Comment peut-on déterminer les valeurs du pouls et du rythme pour les différentes intensités?

Pour les deux méthodes, les domaines d’intensité doivent être tout d’abord établis de manière individuelle. L’objectif principal est de déterminer le seuil anaérobie (à partir de quand le corps ne peut plus bien assimiler le lactate produit dans les muscles, les cellules et le sang et qu’il commence à l’accumuler). Ce seuil peut être déterminé par des tests spécifiques. Il existe plusieurs variantes. Les tests les plus courants sont la mesure du taux de lactate dans le sang et le test Conconi. Lors du premier test, ton pouls et le taux de lactate dans le sang seront mesurés à des intensités croissantes et cela permettra de définir les différentes zones d’intensité allant de 1 à 5. Lors du test Conconi, on parcourt une certaine distance (25 m, sur une piste d’athlétisme) plusieurs fois à la suite, tout en augmentant à chaque fois le rythme. A nouveau, on tentera de courir jusqu’à atteindre ses limites. Par rapport aux valeurs du pouls, on peut ensuite estimer le seuil anaérobie et ainsi déterminer les valeurs du pouls et de la vitesse pour un certain domaine d’intensité (le test du lactate par seuils donne toutefois des valeurs plus précises). Pour une estimation de la vitesse au seuil (pas le pouls!), une course de 30’ à rythme moyen ou une compétition de 30’ à plat seraient suffisants. La vitesse moyenne est une bonne estimation  pour le seuil anaérobie.

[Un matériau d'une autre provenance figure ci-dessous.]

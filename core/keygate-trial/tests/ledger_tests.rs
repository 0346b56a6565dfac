mod common;

use common::{clean_signals, fp, ledger, ledger_with, vm_signals};
use keygate_trial::{AnomalyConfig, TrialConfig, TrialError, TrialPolicy};
use keygate_types::{ActorRole, Page, TrialStatus};
use pretty_assertions::assert_eq;

// ── Eligibility ──────────────────────────────────────────────────

#[test]
fn first_check_creates_active_trial() {
    let ledger = ledger();
    let elig = ledger
        .check_eligibility(&fp("abc123"), &clean_signals("a"))
        .unwrap();
    assert!(elig.eligible);
    assert_eq!(elig.status, TrialStatus::Active);
    assert_eq!(elig.credits_remaining, Some(50));
    assert!(elig.trial_guest_id.is_some());
    assert!(!elig.requires_activation);
    assert!(!elig.is_vm_detected);
    assert!(!elig.is_suspicious);
}

#[test]
fn repeat_check_reuses_trial() {
    let ledger = ledger();
    let first = ledger
        .check_eligibility(&fp("abc123"), &clean_signals("a"))
        .unwrap();
    ledger
        .consume_credit(&fp("abc123"), "create_invoice", None, None)
        .unwrap();
    let second = ledger
        .check_eligibility(&fp("abc123"), &clean_signals("a"))
        .unwrap();
    assert_eq!(second.trial_guest_id, first.trial_guest_id);
    assert_eq!(second.credits_remaining, Some(49));
}

#[test]
fn new_hardware_signature_is_a_new_trial() {
    let ledger = ledger();
    let first = ledger
        .check_eligibility(&fp("abc123"), &clean_signals("a"))
        .unwrap();
    let second = ledger
        .check_eligibility(&fp("abc123"), &clean_signals("b"))
        .unwrap();
    assert_ne!(second.trial_guest_id, first.trial_guest_id);
    assert_eq!(second.credits_remaining, Some(50));
}

#[test]
fn oversized_signal_rejected() {
    let ledger = ledger();
    let mut signals = clean_signals("a");
    signals.hostname = Some("h".repeat(300));
    let err = ledger.check_eligibility(&fp("abc123"), &signals).unwrap_err();
    assert!(matches!(err, TrialError::Validation(_)));
}

// ── Consumption ──────────────────────────────────────────────────

#[test]
fn consume_appends_ledger_entry() {
    let ledger = ledger();
    ledger
        .check_eligibility(&fp("abc123"), &clean_signals("a"))
        .unwrap();
    let entry = ledger
        .consume_credit(
            &fp("abc123"),
            "create_invoice",
            Some("inv-001"),
            Some(&serde_json::json!({"invoice_total": 12.5})),
        )
        .unwrap();
    assert_eq!(entry.amount, -1);
    assert_eq!(entry.action, "create_invoice");
    assert_eq!(entry.reference_id.as_deref(), Some("inv-001"));
}

#[test]
fn duplicate_reference_charged_once() {
    let ledger = ledger();
    ledger
        .check_eligibility(&fp("abc123"), &clean_signals("a"))
        .unwrap();
    let first = ledger
        .consume_credit(&fp("abc123"), "create_invoice", Some("inv-001"), None)
        .unwrap();
    let second = ledger
        .consume_credit(&fp("abc123"), "create_invoice", Some("inv-001"), None)
        .unwrap();
    assert_eq!(second.id, first.id);
    let stats = ledger.stats(&fp("abc123")).unwrap();
    assert_eq!(stats.credits_remaining, 49);
}

#[test]
fn consume_without_trial_refused() {
    let ledger = ledger();
    let err = ledger
        .consume_credit(&fp("ghost"), "export", None, None)
        .unwrap_err();
    assert!(matches!(err, TrialError::NotEligible(_)));
}

#[test]
fn exhaustion_walk_flips_to_requires_activation() {
    let ledger = ledger();
    ledger
        .check_eligibility(&fp("abc123"), &clean_signals("a"))
        .unwrap();
    for i in 0..50 {
        ledger
            .consume_credit(&fp("abc123"), "export", Some(&format!("ref-{i}")), None)
            .unwrap();
    }
    let err = ledger
        .consume_credit(&fp("abc123"), "export", None, None)
        .unwrap_err();
    assert!(matches!(err, TrialError::InsufficientCredits));

    let elig = ledger
        .check_eligibility(&fp("abc123"), &clean_signals("a"))
        .unwrap();
    assert!(!elig.eligible);
    assert_eq!(elig.status, TrialStatus::Exhausted);
    assert_eq!(elig.reason.as_deref(), Some("trial_exhausted"));
    assert_eq!(elig.credits_remaining, Some(0));
    assert!(elig.requires_activation);
}

// ── Stats ────────────────────────────────────────────────────────

#[test]
fn stats_reports_balance_and_ledger() {
    let ledger = ledger();
    ledger
        .check_eligibility(&fp("abc123"), &clean_signals("a"))
        .unwrap();
    for i in 0..3 {
        ledger
            .consume_credit(&fp("abc123"), "export", Some(&format!("r{i}")), None)
            .unwrap();
    }
    let stats = ledger.stats(&fp("abc123")).unwrap();
    assert_eq!(stats.credits_remaining, 47);
    assert_eq!(stats.record.credits_used, 3);
    assert_eq!(stats.credit_ledger.len(), 3);
    assert_eq!(stats.credit_ledger[0].action, "export");
}

#[test]
fn stats_does_not_touch_last_seen() {
    let ledger = ledger();
    ledger
        .check_eligibility(&fp("abc123"), &clean_signals("a"))
        .unwrap();
    let before = ledger.stats(&fp("abc123")).unwrap();
    std::thread::sleep(std::time::Duration::from_millis(5));
    let after = ledger.stats(&fp("abc123")).unwrap();
    assert_eq!(after.record.last_seen_at, before.record.last_seen_at);
}

#[test]
fn stats_unknown_fingerprint_not_found() {
    let ledger = ledger();
    let err = ledger.stats(&fp("ghost")).unwrap_err();
    assert!(matches!(err, TrialError::NotFound));
}

#[test]
fn stats_limits_recent_entries() {
    let ledger = ledger_with(
        TrialConfig {
            recent_entries_limit: 5,
            ..TrialConfig::default()
        },
        AnomalyConfig::default(),
    );
    ledger
        .check_eligibility(&fp("abc123"), &clean_signals("a"))
        .unwrap();
    for i in 0..8 {
        ledger
            .consume_credit(&fp("abc123"), "export", Some(&format!("r{i}")), None)
            .unwrap();
    }
    let stats = ledger.stats(&fp("abc123")).unwrap();
    assert_eq!(stats.credit_ledger.len(), 5);
    assert_eq!(stats.record.credits_used, 8);
}

// ── Grants ───────────────────────────────────────────────────────

#[test]
fn grant_reopens_exhausted_trial() {
    let ledger = ledger_with(
        TrialConfig {
            credits_allocated: 2,
            ..TrialConfig::default()
        },
        AnomalyConfig::default(),
    );
    ledger
        .check_eligibility(&fp("abc123"), &clean_signals("a"))
        .unwrap();
    for i in 0..2 {
        ledger
            .consume_credit(&fp("abc123"), "export", Some(&format!("r{i}")), None)
            .unwrap();
    }
    let record = ledger
        .grant_credits(ActorRole::Admin, &fp("abc123"), 10, "support_topup")
        .unwrap();
    assert_eq!(record.status, TrialStatus::Active);
    assert_eq!(record.credits_remaining(), 10);

    let entry = ledger
        .consume_credit(&fp("abc123"), "export", None, None)
        .unwrap();
    assert_eq!(entry.amount, -1);
}

#[test]
fn grant_requires_admin() {
    let ledger = ledger();
    ledger
        .check_eligibility(&fp("abc123"), &clean_signals("a"))
        .unwrap();
    let err = ledger
        .grant_credits(ActorRole::Client, &fp("abc123"), 10, "support_topup")
        .unwrap_err();
    assert!(matches!(err, TrialError::Forbidden));
}

#[test]
fn grant_rejects_non_positive_amounts() {
    let ledger = ledger();
    ledger
        .check_eligibility(&fp("abc123"), &clean_signals("a"))
        .unwrap();
    for amount in [0, -5] {
        let err = ledger
            .grant_credits(ActorRole::Admin, &fp("abc123"), amount, "support_topup")
            .unwrap_err();
        assert!(matches!(err, TrialError::InvalidGrantAmount));
    }
}

// ── Admin listings ───────────────────────────────────────────────

#[test]
fn listings_gate_on_role() {
    let ledger = ledger();
    ledger
        .check_eligibility(&fp("abc123"), &clean_signals("a"))
        .unwrap();
    ledger
        .check_eligibility(&fp("def456"), &vm_signals("b"))
        .unwrap();

    let all = ledger.list_trials(ActorRole::Admin, Page::default()).unwrap();
    assert_eq!(all.len(), 2);
    let flagged = ledger
        .list_suspicious(ActorRole::Admin, Page::default())
        .unwrap();
    assert_eq!(flagged.len(), 1);
    assert!(flagged[0].is_vm_detected);

    assert!(matches!(
        ledger.list_trials(ActorRole::Client, Page::default()),
        Err(TrialError::Forbidden)
    ));
    assert!(matches!(
        ledger.list_suspicious(ActorRole::Client, Page::default()),
        Err(TrialError::Forbidden)
    ));
}

// ── Escalation policy ────────────────────────────────────────────

#[test]
fn auto_suspend_fires_on_repeat_check() {
    let anomaly = AnomalyConfig {
        max_sibling_trials: 1,
        ..AnomalyConfig::default()
    };
    let ledger = ledger_with(
        TrialConfig {
            policy: TrialPolicy {
                auto_suspend_suspicious: true,
            },
            ..TrialConfig::default()
        },
        anomaly,
    );
    // Sibling counting happens before the insert, so creation itself
    // stays clean.
    let first = ledger
        .check_eligibility(&fp("abc123"), &clean_signals("a"))
        .unwrap();
    assert!(first.eligible);

    // The next check escalates under the policy.
    let second = ledger
        .check_eligibility(&fp("abc123"), &clean_signals("a"))
        .unwrap();
    assert!(!second.eligible);
    assert_eq!(second.status, TrialStatus::Suspended);
    assert_eq!(second.reason.as_deref(), Some("trial_suspended"));

    let err = ledger
        .consume_credit(&fp("abc123"), "export", None, None)
        .unwrap_err();
    assert!(matches!(err, TrialError::NotEligible(_)));
}

#[test]
fn suspicion_stays_advisory_without_policy() {
    let anomaly = AnomalyConfig {
        max_sibling_trials: 1,
        ..AnomalyConfig::default()
    };
    let ledger = ledger_with(TrialConfig::default(), anomaly);
    ledger
        .check_eligibility(&fp("abc123"), &clean_signals("a"))
        .unwrap();
    let second = ledger
        .check_eligibility(&fp("abc123"), &clean_signals("a"))
        .unwrap();
    assert!(second.eligible);
    assert!(second.is_suspicious);
}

Quels sont les avantages et inconvénients du contrôle de l’intensité par le pouls?

Avantages: Le contrôle du pouls convient bien aux zones d’intensité 1-4, vu que le pouls augmente de manière linéaire avec une intensité croissante. Dans un terrain vallonné ou contre le vent, le pouls m’indique aussi si je me trouve dans la bonne zone d’intensité. L’estimation de l’effort sur des parcours variés est ainsi possible.

Inconvénients: Les entraînements d’intervalles dans la zone 5 ne peuvent quasiment pas être contrôlés par le pouls, vu que le pouls réagit toujours avec un petit temps de retards à l’effort (plus l’effort est court et plus c’est difficile). De plus, lors d’intervalles dans la zone 5, la fréquence cardiaque est toujours dans la zone FCmax à la fin de l’effort.

Quels sont les avantages et inconvénients du contrôle de l’intensité par le rythme?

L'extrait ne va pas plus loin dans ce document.